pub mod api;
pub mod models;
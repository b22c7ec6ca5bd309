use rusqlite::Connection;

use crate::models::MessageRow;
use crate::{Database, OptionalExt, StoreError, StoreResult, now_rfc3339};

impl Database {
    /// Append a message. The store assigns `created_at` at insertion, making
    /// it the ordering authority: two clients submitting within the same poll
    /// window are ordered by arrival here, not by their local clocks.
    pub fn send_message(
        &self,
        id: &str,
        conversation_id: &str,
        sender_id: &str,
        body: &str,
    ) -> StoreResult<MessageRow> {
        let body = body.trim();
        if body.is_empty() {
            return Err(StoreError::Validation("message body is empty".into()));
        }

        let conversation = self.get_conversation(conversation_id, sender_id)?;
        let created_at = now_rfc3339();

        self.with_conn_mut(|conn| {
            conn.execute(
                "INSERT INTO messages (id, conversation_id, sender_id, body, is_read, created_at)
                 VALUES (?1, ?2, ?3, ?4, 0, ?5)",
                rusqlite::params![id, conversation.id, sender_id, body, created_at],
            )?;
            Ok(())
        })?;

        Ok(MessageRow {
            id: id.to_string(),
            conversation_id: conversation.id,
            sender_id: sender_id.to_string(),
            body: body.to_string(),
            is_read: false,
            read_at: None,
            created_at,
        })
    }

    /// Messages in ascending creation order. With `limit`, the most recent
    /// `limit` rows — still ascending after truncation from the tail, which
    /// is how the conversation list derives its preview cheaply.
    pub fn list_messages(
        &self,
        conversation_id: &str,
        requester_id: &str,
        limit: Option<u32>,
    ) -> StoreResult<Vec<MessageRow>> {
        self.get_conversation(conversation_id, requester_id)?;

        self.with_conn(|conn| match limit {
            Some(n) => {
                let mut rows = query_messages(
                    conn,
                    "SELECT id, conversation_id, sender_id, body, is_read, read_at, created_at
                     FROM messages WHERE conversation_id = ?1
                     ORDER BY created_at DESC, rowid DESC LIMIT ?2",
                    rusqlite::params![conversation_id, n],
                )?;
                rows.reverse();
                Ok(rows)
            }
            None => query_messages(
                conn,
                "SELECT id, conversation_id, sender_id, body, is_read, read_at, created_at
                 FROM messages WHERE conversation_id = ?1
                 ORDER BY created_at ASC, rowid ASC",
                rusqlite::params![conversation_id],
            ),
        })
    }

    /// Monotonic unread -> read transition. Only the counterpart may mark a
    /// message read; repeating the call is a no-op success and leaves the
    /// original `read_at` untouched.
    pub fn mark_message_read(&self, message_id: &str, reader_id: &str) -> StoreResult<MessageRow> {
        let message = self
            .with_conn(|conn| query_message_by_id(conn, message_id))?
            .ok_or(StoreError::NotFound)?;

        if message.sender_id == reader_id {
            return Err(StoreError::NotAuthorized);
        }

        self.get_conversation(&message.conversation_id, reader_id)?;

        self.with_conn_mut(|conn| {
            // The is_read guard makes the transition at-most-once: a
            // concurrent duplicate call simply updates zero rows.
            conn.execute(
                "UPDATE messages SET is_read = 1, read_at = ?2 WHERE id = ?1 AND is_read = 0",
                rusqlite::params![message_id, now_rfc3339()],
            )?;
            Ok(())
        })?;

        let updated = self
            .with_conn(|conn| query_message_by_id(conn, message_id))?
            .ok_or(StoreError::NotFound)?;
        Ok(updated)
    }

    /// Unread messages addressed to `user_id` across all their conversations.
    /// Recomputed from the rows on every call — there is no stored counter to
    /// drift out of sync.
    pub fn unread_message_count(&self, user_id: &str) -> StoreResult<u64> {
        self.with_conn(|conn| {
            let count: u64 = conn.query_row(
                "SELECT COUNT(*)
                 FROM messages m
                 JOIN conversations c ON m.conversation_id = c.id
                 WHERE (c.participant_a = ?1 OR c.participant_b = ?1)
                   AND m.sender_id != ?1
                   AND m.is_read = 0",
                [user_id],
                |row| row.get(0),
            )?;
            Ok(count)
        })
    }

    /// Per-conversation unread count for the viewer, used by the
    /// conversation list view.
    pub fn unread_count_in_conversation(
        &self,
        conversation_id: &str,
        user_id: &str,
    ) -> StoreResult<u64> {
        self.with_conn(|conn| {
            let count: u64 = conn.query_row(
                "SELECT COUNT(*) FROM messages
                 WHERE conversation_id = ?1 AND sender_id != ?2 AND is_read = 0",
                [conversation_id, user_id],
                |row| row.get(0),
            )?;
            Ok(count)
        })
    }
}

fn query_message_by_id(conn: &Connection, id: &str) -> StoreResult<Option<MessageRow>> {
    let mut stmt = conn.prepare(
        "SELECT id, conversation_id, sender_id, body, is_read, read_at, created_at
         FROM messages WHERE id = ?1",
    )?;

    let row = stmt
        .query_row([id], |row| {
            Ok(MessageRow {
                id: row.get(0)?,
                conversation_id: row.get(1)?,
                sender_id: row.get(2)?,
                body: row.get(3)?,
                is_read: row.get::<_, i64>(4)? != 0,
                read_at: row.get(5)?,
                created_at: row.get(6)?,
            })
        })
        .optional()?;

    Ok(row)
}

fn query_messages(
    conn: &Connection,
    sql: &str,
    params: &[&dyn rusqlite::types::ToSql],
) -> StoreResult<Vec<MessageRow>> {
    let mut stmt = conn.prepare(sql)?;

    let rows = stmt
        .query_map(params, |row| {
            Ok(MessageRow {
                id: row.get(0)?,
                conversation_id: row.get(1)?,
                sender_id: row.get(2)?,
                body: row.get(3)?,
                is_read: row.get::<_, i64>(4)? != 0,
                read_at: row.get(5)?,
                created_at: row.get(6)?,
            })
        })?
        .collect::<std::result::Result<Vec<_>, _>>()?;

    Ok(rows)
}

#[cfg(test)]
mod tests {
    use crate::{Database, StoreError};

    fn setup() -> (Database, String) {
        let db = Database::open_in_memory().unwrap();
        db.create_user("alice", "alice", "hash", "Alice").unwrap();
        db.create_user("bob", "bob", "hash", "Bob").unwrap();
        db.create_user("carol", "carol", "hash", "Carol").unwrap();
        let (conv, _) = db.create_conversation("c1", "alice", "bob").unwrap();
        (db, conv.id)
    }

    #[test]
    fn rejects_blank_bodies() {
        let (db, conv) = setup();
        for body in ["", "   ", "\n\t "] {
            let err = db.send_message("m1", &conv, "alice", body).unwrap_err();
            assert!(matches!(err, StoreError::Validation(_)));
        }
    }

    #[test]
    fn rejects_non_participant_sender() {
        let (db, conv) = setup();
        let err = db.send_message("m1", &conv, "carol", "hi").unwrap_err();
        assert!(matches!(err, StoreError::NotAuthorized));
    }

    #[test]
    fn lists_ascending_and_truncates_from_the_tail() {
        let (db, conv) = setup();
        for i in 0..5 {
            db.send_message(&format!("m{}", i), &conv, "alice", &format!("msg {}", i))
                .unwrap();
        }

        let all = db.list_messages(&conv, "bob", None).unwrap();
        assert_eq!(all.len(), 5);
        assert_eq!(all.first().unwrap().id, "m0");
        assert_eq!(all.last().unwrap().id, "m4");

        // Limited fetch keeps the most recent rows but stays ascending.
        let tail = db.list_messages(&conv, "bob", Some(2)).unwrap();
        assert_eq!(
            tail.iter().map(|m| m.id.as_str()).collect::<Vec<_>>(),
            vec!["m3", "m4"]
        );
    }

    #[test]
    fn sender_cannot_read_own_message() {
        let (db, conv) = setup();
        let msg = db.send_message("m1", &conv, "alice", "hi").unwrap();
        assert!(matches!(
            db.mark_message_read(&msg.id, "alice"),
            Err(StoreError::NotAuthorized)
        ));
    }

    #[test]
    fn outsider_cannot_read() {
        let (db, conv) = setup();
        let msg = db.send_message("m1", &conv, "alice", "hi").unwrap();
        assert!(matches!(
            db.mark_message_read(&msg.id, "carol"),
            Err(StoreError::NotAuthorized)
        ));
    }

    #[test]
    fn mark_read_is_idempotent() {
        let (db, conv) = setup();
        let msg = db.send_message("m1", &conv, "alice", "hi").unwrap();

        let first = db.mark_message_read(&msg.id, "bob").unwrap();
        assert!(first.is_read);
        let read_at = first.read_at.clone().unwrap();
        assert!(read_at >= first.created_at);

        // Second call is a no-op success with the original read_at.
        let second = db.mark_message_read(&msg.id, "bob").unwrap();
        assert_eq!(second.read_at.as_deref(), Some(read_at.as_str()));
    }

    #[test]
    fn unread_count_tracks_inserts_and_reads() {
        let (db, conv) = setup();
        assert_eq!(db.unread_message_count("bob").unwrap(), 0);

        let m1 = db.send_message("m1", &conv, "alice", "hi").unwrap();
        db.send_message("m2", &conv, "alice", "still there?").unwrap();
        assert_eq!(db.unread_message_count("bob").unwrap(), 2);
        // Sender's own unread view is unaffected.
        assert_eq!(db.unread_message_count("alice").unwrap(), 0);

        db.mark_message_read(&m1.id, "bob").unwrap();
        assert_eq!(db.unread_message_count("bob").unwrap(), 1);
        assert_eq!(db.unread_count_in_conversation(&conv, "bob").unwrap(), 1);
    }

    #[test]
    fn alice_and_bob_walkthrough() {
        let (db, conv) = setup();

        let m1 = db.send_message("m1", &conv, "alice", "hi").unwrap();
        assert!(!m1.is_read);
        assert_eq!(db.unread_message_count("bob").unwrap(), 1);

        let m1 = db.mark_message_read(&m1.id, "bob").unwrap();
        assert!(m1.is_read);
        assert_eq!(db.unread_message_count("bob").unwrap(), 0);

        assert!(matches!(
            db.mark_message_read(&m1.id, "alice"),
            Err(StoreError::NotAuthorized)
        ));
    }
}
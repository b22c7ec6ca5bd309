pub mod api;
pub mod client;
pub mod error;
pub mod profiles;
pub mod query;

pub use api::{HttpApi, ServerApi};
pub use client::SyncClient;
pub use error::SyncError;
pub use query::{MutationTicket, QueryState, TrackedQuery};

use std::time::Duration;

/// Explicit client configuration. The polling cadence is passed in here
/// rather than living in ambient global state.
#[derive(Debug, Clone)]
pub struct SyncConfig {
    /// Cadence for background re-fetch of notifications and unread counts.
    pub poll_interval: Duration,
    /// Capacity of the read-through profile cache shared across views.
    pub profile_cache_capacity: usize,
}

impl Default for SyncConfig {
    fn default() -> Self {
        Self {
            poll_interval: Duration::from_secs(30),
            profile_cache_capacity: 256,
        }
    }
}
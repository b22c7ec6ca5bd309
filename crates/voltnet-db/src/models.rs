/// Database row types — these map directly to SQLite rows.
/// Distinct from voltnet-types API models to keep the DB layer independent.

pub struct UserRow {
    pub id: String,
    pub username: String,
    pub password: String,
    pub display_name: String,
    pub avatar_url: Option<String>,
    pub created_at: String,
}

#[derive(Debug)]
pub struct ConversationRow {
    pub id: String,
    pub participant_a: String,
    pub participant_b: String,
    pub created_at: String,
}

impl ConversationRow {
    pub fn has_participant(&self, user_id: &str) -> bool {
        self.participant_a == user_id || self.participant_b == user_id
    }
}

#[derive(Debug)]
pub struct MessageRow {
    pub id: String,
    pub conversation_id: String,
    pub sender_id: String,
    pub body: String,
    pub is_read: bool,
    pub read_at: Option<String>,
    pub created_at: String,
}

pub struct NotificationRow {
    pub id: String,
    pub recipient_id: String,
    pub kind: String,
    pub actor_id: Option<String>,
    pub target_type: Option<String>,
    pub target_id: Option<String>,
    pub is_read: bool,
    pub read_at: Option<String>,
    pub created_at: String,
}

──────────────────────────────

## Work request
Which lines of the entries above contain the string "SyncConfig"? Copy each one.

## Written response
pub struct SyncConfig {
impl Default for SyncConfig {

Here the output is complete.